Material provided:

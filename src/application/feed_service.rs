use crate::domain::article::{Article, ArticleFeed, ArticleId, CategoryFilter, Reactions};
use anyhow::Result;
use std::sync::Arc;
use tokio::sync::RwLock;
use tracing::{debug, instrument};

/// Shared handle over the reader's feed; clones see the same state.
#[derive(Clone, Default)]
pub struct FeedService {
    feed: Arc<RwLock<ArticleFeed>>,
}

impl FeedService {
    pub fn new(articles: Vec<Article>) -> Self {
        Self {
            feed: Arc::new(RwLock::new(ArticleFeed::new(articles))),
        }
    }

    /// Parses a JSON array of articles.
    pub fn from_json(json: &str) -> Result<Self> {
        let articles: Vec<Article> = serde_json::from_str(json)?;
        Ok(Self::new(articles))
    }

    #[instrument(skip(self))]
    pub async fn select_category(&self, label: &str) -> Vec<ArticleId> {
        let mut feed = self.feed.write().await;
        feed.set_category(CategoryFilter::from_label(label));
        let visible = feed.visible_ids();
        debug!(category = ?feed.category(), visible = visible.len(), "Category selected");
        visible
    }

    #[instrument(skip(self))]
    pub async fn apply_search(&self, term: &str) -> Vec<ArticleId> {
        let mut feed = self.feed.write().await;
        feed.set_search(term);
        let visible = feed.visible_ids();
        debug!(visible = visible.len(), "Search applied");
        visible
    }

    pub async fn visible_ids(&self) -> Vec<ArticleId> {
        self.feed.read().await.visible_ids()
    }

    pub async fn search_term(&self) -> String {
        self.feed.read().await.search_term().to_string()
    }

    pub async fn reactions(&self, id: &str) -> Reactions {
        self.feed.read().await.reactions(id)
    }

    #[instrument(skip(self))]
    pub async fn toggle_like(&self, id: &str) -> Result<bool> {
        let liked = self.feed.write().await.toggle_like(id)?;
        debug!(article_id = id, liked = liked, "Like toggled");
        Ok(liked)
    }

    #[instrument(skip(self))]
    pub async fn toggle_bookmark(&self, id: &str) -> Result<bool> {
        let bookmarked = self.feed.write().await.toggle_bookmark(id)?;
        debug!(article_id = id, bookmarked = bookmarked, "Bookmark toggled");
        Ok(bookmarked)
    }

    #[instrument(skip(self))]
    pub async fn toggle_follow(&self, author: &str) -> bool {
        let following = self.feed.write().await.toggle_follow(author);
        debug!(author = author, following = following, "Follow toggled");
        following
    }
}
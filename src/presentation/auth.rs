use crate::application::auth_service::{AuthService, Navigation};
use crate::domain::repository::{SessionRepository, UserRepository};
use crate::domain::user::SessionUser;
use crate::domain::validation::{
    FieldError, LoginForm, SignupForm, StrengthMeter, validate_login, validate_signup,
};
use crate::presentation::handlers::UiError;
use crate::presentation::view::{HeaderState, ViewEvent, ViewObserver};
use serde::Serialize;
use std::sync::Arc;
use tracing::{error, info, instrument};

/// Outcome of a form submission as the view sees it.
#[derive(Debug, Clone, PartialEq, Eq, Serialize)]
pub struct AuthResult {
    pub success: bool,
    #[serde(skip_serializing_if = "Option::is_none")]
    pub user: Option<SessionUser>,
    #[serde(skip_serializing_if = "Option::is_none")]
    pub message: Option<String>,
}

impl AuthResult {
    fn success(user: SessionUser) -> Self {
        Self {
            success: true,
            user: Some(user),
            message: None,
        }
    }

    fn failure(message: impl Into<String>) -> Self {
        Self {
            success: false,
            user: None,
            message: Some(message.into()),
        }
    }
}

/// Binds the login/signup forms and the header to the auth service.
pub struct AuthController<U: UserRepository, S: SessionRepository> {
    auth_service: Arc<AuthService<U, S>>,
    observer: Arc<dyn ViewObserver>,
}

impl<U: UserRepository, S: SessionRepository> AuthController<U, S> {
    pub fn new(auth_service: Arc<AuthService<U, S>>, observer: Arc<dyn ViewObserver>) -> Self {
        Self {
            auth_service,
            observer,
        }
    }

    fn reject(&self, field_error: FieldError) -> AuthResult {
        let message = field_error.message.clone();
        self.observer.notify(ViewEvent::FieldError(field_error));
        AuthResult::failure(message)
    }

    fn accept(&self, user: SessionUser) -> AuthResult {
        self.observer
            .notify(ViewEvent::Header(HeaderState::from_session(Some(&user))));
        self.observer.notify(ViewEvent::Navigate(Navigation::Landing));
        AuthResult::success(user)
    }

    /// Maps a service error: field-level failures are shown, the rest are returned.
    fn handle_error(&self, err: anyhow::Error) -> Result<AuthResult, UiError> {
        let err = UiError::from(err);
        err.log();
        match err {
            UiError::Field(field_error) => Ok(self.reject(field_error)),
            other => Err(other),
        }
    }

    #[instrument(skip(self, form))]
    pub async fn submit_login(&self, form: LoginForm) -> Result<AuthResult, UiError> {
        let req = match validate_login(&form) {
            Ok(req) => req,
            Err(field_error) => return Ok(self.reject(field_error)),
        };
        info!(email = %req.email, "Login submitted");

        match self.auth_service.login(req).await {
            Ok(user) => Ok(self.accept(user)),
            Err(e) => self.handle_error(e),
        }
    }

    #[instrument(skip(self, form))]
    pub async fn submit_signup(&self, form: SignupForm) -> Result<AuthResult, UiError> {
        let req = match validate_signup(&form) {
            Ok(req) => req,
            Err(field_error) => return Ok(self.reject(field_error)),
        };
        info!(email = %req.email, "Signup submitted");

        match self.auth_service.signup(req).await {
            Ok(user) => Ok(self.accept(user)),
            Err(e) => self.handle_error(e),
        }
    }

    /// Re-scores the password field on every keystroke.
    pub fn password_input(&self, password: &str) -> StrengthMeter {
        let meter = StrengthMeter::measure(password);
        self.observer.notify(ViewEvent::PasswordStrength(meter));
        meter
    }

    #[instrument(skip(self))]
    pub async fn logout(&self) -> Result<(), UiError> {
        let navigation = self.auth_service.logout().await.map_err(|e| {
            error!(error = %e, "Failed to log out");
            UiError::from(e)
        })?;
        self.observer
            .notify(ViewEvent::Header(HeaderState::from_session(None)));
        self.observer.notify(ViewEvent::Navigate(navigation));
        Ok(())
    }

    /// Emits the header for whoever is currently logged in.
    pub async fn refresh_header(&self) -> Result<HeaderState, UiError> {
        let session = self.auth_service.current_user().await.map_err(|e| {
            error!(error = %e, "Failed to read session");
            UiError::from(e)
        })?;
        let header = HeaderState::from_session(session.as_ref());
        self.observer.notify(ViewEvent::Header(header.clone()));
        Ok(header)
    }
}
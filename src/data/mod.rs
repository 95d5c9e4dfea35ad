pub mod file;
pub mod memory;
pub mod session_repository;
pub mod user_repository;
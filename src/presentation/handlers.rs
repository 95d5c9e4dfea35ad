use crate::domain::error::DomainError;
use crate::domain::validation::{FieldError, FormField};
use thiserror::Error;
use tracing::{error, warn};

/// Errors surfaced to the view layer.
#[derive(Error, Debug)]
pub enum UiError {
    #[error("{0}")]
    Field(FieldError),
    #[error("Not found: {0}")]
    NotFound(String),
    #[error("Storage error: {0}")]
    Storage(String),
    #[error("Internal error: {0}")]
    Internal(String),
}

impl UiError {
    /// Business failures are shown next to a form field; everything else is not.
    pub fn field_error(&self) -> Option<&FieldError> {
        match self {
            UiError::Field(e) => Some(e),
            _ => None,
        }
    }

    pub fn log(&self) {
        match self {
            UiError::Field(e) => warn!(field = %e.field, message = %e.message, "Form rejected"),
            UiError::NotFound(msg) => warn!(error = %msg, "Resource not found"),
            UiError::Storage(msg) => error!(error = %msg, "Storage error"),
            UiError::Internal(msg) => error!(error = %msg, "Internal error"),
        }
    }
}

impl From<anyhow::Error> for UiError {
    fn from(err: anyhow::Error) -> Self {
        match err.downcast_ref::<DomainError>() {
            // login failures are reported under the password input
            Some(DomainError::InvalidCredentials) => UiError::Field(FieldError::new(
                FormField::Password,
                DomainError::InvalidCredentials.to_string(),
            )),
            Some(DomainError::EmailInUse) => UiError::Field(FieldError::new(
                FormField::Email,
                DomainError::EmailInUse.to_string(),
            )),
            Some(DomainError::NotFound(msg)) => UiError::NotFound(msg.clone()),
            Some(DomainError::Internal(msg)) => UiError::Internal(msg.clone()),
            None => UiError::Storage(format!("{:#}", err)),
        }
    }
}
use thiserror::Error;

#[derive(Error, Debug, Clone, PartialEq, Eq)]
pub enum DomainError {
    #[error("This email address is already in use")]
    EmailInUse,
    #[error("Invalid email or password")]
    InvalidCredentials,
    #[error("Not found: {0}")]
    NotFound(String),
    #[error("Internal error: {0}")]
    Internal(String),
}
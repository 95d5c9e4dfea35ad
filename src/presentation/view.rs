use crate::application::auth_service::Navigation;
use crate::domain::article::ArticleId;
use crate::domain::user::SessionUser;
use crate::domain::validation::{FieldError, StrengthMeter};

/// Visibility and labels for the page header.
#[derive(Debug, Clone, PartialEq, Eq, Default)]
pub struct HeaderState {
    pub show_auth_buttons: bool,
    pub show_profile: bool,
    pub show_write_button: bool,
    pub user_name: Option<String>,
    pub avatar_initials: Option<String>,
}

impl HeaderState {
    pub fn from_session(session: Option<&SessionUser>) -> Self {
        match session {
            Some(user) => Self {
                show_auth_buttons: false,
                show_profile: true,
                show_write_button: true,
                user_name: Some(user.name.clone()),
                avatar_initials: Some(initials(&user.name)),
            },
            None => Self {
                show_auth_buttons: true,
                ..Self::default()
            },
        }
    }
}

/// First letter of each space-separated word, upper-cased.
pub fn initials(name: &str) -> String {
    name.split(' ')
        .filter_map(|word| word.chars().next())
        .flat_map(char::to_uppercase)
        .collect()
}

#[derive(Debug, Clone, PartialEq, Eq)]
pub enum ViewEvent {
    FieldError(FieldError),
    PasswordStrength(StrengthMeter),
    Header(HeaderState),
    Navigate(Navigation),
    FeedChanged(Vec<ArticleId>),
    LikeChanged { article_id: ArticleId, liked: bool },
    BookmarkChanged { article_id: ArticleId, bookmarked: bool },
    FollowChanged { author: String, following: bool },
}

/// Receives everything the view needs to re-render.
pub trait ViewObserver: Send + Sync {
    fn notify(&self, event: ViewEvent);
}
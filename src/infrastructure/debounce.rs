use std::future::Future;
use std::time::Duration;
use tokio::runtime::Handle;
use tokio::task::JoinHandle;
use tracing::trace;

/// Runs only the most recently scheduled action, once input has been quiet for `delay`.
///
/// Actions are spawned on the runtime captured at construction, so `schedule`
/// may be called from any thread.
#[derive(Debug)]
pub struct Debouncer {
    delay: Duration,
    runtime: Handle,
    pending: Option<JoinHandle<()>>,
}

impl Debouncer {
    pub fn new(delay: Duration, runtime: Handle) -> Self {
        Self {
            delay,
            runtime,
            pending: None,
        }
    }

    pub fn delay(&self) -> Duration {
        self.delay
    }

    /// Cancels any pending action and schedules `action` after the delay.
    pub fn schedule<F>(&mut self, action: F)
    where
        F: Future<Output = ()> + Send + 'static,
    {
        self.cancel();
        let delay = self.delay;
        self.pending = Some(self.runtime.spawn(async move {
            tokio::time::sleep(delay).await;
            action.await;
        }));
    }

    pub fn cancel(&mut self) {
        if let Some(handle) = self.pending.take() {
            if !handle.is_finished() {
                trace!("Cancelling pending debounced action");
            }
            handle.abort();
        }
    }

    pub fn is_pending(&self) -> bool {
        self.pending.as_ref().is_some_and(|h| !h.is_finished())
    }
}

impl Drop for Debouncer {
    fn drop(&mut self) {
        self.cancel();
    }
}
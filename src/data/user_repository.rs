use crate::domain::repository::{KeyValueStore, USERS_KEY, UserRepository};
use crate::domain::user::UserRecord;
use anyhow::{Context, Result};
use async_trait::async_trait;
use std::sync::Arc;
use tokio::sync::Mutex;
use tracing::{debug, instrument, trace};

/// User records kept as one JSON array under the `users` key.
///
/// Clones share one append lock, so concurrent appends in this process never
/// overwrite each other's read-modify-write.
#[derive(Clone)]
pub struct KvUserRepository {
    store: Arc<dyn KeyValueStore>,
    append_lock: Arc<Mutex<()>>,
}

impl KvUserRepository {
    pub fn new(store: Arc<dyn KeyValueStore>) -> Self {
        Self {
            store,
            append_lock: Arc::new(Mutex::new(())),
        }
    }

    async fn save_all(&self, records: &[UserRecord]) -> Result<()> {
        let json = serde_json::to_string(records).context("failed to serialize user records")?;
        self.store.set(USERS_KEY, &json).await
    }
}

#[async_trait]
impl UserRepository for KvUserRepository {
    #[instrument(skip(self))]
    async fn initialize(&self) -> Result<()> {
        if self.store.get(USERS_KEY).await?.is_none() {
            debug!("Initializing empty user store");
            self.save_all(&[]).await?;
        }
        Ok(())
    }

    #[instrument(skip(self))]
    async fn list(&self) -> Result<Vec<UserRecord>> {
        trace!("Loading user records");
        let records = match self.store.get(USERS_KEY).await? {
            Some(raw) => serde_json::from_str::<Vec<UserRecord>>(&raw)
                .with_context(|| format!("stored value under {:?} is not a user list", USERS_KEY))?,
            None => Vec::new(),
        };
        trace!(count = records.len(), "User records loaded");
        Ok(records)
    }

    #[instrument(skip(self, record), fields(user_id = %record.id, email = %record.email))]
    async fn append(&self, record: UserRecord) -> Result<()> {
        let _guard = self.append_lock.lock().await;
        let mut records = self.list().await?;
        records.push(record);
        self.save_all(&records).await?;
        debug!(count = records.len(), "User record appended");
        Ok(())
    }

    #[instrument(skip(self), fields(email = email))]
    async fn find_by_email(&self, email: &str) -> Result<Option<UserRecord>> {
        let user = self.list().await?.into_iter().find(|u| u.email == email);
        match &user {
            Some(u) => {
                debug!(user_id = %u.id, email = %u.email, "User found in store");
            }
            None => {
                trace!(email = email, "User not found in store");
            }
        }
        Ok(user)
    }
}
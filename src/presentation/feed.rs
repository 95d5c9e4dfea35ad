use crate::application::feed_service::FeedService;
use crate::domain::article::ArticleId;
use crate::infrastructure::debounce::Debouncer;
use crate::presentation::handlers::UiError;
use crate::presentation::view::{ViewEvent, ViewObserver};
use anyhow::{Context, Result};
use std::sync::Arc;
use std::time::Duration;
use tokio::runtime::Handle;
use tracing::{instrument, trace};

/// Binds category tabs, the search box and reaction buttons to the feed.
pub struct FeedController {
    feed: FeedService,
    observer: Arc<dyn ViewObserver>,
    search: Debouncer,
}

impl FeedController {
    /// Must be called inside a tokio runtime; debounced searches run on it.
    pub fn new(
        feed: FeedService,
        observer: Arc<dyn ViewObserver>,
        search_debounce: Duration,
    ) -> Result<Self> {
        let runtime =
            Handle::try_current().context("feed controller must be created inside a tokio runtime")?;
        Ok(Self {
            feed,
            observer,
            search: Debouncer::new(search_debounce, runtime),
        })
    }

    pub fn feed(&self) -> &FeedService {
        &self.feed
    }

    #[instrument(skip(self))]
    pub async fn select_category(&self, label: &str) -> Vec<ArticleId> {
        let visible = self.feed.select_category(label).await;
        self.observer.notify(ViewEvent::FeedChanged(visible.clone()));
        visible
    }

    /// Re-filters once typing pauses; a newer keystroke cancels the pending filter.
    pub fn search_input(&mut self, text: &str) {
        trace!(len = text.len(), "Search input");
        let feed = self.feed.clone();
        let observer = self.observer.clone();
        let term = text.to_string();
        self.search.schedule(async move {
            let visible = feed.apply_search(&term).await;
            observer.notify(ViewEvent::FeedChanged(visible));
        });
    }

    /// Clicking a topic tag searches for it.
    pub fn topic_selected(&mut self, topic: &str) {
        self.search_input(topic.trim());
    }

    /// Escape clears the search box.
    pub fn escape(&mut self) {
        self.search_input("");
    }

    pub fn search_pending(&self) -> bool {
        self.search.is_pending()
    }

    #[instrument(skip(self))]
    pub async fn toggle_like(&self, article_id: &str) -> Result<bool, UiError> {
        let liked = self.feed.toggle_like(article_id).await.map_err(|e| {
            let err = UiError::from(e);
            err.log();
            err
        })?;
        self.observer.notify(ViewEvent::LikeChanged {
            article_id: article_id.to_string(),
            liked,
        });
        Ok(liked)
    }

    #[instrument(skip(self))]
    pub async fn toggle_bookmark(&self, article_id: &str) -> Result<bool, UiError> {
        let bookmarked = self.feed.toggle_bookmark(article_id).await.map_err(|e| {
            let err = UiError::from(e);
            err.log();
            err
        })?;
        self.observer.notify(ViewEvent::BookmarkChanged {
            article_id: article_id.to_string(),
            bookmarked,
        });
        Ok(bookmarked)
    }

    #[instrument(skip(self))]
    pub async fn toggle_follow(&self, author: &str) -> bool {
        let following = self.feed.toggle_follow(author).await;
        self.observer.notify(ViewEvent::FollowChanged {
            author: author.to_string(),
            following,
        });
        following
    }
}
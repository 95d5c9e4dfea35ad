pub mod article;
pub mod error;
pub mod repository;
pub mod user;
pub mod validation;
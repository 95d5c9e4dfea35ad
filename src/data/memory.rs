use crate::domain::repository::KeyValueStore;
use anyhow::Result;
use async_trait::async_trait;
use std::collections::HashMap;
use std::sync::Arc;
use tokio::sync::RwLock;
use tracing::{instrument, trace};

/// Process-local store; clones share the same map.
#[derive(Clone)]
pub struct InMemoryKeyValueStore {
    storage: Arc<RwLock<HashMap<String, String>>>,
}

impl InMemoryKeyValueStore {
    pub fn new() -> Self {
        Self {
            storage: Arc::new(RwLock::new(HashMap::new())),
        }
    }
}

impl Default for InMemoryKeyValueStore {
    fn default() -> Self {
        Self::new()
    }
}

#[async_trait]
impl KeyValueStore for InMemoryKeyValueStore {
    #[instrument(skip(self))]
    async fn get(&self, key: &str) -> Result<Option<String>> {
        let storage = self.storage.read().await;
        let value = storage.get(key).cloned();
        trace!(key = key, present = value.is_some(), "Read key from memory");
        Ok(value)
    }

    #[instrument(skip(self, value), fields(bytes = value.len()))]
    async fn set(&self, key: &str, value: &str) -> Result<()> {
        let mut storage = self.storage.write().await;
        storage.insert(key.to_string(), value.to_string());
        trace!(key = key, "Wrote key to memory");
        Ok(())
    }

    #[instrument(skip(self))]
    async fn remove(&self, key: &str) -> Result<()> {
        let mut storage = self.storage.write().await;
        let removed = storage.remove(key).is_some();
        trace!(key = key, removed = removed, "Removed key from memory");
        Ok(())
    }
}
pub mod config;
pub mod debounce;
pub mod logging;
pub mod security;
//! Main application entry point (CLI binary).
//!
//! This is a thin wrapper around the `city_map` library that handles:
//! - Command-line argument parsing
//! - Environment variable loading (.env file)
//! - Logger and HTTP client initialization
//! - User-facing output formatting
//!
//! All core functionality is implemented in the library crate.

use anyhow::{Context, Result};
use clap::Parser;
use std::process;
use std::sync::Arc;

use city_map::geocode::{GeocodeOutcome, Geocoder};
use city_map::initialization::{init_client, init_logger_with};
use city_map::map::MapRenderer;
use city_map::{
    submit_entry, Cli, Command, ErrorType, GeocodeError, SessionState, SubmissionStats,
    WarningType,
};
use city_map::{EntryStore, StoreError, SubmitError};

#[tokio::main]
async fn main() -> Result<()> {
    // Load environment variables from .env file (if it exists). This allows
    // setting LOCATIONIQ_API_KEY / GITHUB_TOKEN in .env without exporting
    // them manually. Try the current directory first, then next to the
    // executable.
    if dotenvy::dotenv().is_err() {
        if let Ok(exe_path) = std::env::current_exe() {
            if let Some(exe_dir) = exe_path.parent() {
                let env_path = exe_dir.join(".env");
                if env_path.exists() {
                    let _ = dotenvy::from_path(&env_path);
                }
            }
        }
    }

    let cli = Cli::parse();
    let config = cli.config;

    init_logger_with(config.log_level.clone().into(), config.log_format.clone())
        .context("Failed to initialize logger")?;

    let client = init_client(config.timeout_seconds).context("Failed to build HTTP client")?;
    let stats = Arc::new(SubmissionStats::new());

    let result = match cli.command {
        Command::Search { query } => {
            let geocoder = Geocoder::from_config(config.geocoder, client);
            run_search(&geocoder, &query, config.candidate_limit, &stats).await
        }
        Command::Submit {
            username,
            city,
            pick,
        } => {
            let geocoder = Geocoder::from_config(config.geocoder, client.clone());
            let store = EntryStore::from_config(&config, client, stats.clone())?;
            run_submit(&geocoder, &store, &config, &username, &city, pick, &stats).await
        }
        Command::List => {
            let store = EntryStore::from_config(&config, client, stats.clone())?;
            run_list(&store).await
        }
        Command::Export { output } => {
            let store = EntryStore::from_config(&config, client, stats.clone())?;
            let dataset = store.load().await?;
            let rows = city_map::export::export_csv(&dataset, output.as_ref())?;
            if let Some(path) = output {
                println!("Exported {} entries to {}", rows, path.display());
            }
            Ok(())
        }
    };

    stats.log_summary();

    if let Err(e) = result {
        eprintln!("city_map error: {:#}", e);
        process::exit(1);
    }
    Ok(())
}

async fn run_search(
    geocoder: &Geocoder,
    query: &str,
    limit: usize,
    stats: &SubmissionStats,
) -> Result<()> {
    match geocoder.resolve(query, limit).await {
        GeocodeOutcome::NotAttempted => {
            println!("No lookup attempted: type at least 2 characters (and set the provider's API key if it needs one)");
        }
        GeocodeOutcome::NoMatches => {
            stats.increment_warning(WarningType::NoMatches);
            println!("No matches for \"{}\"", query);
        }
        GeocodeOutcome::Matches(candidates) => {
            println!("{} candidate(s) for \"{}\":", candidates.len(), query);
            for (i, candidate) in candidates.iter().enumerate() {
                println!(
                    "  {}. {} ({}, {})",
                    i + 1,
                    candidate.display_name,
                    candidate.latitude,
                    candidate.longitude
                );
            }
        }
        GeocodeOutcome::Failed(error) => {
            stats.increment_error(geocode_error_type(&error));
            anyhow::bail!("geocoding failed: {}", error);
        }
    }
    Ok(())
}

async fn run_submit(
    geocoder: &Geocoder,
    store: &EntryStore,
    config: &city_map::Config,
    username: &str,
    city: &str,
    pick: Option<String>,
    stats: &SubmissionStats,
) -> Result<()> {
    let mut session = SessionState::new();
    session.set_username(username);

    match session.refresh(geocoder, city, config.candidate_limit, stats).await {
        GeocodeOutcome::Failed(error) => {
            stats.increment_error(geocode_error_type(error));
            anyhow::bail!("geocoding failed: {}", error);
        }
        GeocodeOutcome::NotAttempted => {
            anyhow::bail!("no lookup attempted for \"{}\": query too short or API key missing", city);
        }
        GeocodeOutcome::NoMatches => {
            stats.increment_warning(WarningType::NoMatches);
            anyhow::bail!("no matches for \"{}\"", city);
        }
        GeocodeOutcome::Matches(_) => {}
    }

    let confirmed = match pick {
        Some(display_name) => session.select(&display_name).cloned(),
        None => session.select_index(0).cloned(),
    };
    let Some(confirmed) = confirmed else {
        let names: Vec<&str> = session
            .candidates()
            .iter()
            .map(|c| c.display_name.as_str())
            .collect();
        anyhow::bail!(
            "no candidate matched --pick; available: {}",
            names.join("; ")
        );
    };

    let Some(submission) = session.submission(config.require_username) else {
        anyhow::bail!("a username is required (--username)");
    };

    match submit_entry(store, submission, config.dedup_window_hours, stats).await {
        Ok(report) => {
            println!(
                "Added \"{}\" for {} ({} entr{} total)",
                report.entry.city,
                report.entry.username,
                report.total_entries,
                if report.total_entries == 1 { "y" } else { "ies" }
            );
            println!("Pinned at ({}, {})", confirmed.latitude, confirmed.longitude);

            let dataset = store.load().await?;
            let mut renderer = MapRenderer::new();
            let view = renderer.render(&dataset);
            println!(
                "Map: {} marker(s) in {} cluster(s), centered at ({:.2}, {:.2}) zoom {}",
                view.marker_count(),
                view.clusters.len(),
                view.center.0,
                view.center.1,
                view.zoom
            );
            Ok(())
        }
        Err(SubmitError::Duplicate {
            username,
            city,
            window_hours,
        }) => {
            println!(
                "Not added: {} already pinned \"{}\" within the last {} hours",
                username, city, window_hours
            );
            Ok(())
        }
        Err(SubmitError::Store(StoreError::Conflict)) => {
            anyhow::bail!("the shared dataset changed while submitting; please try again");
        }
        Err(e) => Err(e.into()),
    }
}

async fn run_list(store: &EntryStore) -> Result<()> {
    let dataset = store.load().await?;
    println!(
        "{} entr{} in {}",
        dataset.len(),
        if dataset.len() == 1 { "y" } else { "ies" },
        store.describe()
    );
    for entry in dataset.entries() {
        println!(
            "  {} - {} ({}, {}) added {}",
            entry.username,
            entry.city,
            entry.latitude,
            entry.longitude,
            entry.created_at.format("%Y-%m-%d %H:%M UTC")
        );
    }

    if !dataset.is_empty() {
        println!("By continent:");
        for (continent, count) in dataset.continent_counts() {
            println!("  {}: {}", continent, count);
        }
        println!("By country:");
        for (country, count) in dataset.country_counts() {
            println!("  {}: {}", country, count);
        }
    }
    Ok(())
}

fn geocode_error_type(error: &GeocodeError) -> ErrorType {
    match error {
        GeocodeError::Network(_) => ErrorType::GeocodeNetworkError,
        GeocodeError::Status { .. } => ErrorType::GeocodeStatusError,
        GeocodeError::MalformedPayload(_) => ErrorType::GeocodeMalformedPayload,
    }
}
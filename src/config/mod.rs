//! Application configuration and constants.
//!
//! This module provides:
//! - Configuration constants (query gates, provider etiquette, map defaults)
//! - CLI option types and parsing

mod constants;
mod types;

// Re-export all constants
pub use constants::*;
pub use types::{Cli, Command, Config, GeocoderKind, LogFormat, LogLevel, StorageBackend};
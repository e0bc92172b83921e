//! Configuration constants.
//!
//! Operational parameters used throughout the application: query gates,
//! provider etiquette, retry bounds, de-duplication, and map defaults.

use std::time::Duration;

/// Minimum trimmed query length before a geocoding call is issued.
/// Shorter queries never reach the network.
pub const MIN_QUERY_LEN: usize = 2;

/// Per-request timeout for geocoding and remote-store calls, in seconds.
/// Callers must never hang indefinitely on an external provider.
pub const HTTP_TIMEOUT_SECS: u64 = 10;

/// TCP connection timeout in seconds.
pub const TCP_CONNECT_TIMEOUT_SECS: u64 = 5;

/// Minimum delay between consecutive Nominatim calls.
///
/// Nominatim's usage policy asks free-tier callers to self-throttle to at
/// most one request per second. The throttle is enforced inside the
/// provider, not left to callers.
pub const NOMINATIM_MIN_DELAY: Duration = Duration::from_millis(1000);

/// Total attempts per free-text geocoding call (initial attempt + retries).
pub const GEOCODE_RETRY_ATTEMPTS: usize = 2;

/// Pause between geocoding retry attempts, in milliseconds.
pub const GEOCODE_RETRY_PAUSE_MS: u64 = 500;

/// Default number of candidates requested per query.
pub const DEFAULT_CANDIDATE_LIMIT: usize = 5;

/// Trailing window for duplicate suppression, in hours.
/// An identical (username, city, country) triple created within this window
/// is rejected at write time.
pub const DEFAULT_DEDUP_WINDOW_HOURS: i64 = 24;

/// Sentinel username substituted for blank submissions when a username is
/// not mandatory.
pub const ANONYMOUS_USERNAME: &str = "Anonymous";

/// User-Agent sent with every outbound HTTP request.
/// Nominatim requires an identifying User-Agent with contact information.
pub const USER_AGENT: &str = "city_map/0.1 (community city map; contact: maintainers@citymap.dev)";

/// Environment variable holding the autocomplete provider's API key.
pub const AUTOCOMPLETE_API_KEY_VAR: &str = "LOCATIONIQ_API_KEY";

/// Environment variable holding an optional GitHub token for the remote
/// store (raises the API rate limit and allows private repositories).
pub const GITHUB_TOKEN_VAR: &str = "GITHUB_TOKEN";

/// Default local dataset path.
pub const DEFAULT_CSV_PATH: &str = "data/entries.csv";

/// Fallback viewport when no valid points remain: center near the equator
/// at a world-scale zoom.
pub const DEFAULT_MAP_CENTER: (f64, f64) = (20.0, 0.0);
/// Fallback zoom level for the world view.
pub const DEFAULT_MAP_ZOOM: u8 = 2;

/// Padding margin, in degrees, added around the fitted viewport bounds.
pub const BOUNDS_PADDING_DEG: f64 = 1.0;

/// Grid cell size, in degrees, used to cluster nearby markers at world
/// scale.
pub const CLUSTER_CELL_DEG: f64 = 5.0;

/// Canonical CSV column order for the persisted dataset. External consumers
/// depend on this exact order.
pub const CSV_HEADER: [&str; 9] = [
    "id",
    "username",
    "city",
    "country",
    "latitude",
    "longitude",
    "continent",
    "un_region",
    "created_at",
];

Activity: Look through the material above for "fields" and copy the lines that have it.

Output for this exercise:
    #[instrument(skip(self, record), fields(user_id = %record.id, email = %record.email))]
    #[instrument(skip(self), fields(email = email))]
    #[instrument(skip(self, value), fields(bytes = value.len()))]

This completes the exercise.